After rolling up the sleeves of the white tuxedo shirt Mike provided me with (a happy and fancy alternative to the traditional smock), I participated in the various stages of the creative process … from the very beginning when the sheets of steel were treated with vinegar and sand, covered in plastic and left to corrode, to the process of applying color and texture, layer after layer. As I experimented with different colors, sand, powders, brushes and rollers, I became more comfortable in what began as foreign territory; gradually I relaxed, stopped thinking about the things I’d neglected on my daily to-do list, and settled into painting, which became meditative and therapeutic.
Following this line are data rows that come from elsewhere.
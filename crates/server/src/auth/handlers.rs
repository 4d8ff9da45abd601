//! # Authentication Handlers
//!
//! Registration, login, logout, and CSRF token issuance. New accounts
//! start in `pending` and cannot log in until an admin approves them;
//! login failures name the account status so applicants are not told
//! their password was wrong.

use axum::{
    extract::{Extension, State},
    response::IntoResponse,
    Json,
};
use chrono::Utc;
use entity::users::{UserRole, UserStatus};
use error::{ApiResponse, AppError};
use http::{header, StatusCode};
use sea_orm::{ActiveModelTrait, ActiveValue::Set, ColumnTrait, EntityTrait, QueryFilter};
use secrecy::{ExposeSecret, SecretString};
use uuid::Uuid;
use validator::Validate;

use crate::{
    auth::sessions,
    dto::auth::{CsrfResponse, LoginRequest, LoginResponse, RegisterRequest, UserResponse},
    middleware::{AuthSession, SESSION_COOKIE},
    AppState,
    ServerResult,
};

/// `POST /api/v1/auth/register`
pub async fn register(State(state): State<AppState>, Json(payload): Json<RegisterRequest>) -> ServerResult<impl IntoResponse> {
    let user = register_inner(&state, payload).await?;
    Ok((StatusCode::CREATED, Json(ApiResponse::ok(user))))
}

pub async fn register_inner(state: &AppState, payload: RegisterRequest) -> ServerResult<UserResponse> {
    payload.validate()?;

    if let Err(problems) = auth::validate_password_strength(&payload.password) {
        let messages: Vec<String> = problems.iter().map(ToString::to_string).collect();
        return Err(AppError::validation(messages.join("; ")));
    }

    let existing = entity::users::Entity::find()
        .filter(entity::users::Column::Email.eq(&payload.email))
        .one(&state.db)
        .await
        .map_err(|e| AppError::database(e.to_string()).context("Checking email uniqueness"))?;
    if existing.is_some() {
        return Err(AppError::conflict("Email is already registered"));
    }

    let password = SecretString::from(payload.password);
    let password_hash = auth::hash_password(&password, None)
        .map_err(|e| AppError::internal(format!("Password hashing failed: {e}")))?;

    let now = Utc::now();
    let user = entity::users::ActiveModel {
        id:            Set(Uuid::new_v4()),
        email:         Set(payload.email),
        password_hash: Set(password_hash.expose_secret().to_string()),
        first_name:    Set(payload.first_name),
        last_name:     Set(payload.last_name),
        phone:         Set(payload.phone),
        role:          Set(UserRole::Member),
        status:        Set(UserStatus::Pending),
        last_login_at: Set(None),
        created_at:    Set(now),
        updated_at:    Set(now),
    }
    .insert(&state.db)
    .await
    .map_err(|e| AppError::database(e.to_string()).context("Creating account"))?;

    logging::log_auth_event!("register", user.id, true);
    Ok(UserResponse::from(user))
}

/// `POST /api/v1/auth/login`
pub async fn login(State(state): State<AppState>, Json(payload): Json<LoginRequest>) -> ServerResult<impl IntoResponse> {
    let (response, cookie) = login_inner(&state, payload).await?;
    Ok((
        [(header::SET_COOKIE, cookie)],
        Json(ApiResponse::ok(response)),
    ))
}

pub async fn login_inner(state: &AppState, payload: LoginRequest) -> ServerResult<(LoginResponse, String)> {
    payload.validate()?;

    let Some(user) = entity::users::Entity::find()
        .filter(entity::users::Column::Email.eq(&payload.email))
        .one(&state.db)
        .await
        .map_err(|e| AppError::database(e.to_string()).context("Looking up account"))?
    else {
        return Err(AppError::unauthorized("Invalid email or password"));
    };

    let password = SecretString::from(payload.password);
    if auth::verify_password(&password, &user.password_hash).is_err() {
        logging::log_auth_event!("login", user.id, false);
        return Err(AppError::unauthorized("Invalid email or password"));
    }

    // The password checked out, so the caller owns the account and may be
    // told why it cannot be used.
    match user.status {
        UserStatus::Active => {},
        UserStatus::Pending => return Err(AppError::unauthorized("Account is awaiting approval")),
        UserStatus::Rejected => return Err(AppError::unauthorized("Account registration was rejected")),
        UserStatus::Suspended => return Err(AppError::unauthorized("Account is suspended")),
    }

    let (_session, raw_token) = sessions::create_session(&state.db, user.id, state.config.session_ttl_hours).await?;

    let mut active: entity::users::ActiveModel = user.clone().into();
    active.last_login_at = Set(Some(Utc::now()));
    let user = active
        .update(&state.db)
        .await
        .map_err(|e| AppError::database(e.to_string()).context("Recording login time"))?;

    logging::log_auth_event!("login", user.id, true);

    let cookie = session_cookie(&raw_token, state.config.session_ttl_hours * 3600);
    Ok((
        LoginResponse {
            token: raw_token,
            user:  UserResponse::from(user),
        },
        cookie,
    ))
}

/// `POST /api/v1/auth/logout`
pub async fn logout(
    State(state): State<AppState>,
    Extension(auth): Extension<AuthSession>,
) -> ServerResult<impl IntoResponse> {
    sessions::delete_session(&state.db, auth.session_id).await?;
    logging::log_auth_event!("logout", auth.user_id, true);

    Ok((
        [(header::SET_COOKIE, session_cookie("", 0))],
        Json(ApiResponse::<()>::empty()),
    ))
}

/// `GET /api/v1/auth/csrf`
pub async fn csrf(
    State(state): State<AppState>,
    Extension(auth): Extension<AuthSession>,
) -> ServerResult<Json<ApiResponse<CsrfResponse>>> {
    let csrf_token = sessions::ensure_csrf_token(&state.db, auth.session_id).await?;
    Ok(Json(ApiResponse::ok(CsrfResponse {
        csrf_token,
    })))
}

/// Builds the session cookie header value.
fn session_cookie(token: &str, max_age_secs: i64) -> String {
    format!("{SESSION_COOKIE}={token}; Path=/; HttpOnly; SameSite=Strict; Max-Age={max_age_secs}")
}

#[cfg(test)]
mod tests {
    use super::*;

    #[test]
    fn test_session_cookie_attributes() {
        let cookie = session_cookie("tok123", 86400);
        assert!(cookie.starts_with("waypoint_session=tok123;"));
        assert!(cookie.contains("HttpOnly"));
        assert!(cookie.contains("SameSite=Strict"));
        assert!(cookie.contains("Max-Age=86400"));
    }

    #[test]
    fn test_logout_cookie_clears_session() {
        let cookie = session_cookie("", 0);
        assert!(cookie.starts_with("waypoint_session=;"));
        assert!(cookie.contains("Max-Age=0"));
    }
}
As I worked, I realized that like life, creating art is a process. I couldn’t expect perfection from the get-go, and I didn’t necessarily know where I was headed. There were times when I felt I’d made mistakes, but the beauty of the process allowed me to keep going, over and over, until it felt right.
Sometimes I asked Mike for guidance, and other times I dug through the buckets of acrylics, picked one (burnt orange was a reliable stand-by) and tried again on my own. A little color here, some copper dust there, a few more brushstrokes … I followed my whims, watched and learned, and eventually found comfort and reassurance in knowing “there are no mistakes.” And when all was said and done, the result was a beautiful collaborative effort — perfect in its imperfection.
For me, painting with Mike is an escape from the ordinary, an escape from routine —for me, painting allows me to simply create. But it’s more than that — painting is a lesson; it’s an exercise in personal growth. It stretches the boundaries of familiarity, inspires creative freedom and allows me to experience a glimpse inside the life of an artist. I value the days when I allow myself to simply create. I revel in the colors, scents and feel of the work … by painting with Elsass, I get to experience firsthand the color of energy.
In addition to creating art for his galleries and working on commissioned pieces, Elsass holds classes and workshops for those interested in exploring their more artistic sides. He periodically hosts special events and exhibits at his Color of Energy Gallery as well as open houses with wine, food and fine art every First Friday from noon until 10 p.m. Art lovers and novices alike can find Elsass’ pieces at a number of Dayton locations, including Sidebar, the Dayton Racquet Club, the Envelope, Penny Lane Publishing, Centerville Design, Deck the Walls and Vintage Scout Interiors.
Visit the gallery, sign up for a class, or just stop by to say hello, and you’ll see for yourself why the work of this incredibly talented local artist has become so widely acclaimed. Once you experience the beauty of painting on steel with Mike Elsass, you won’t know what hit you — and you’ll never turn back.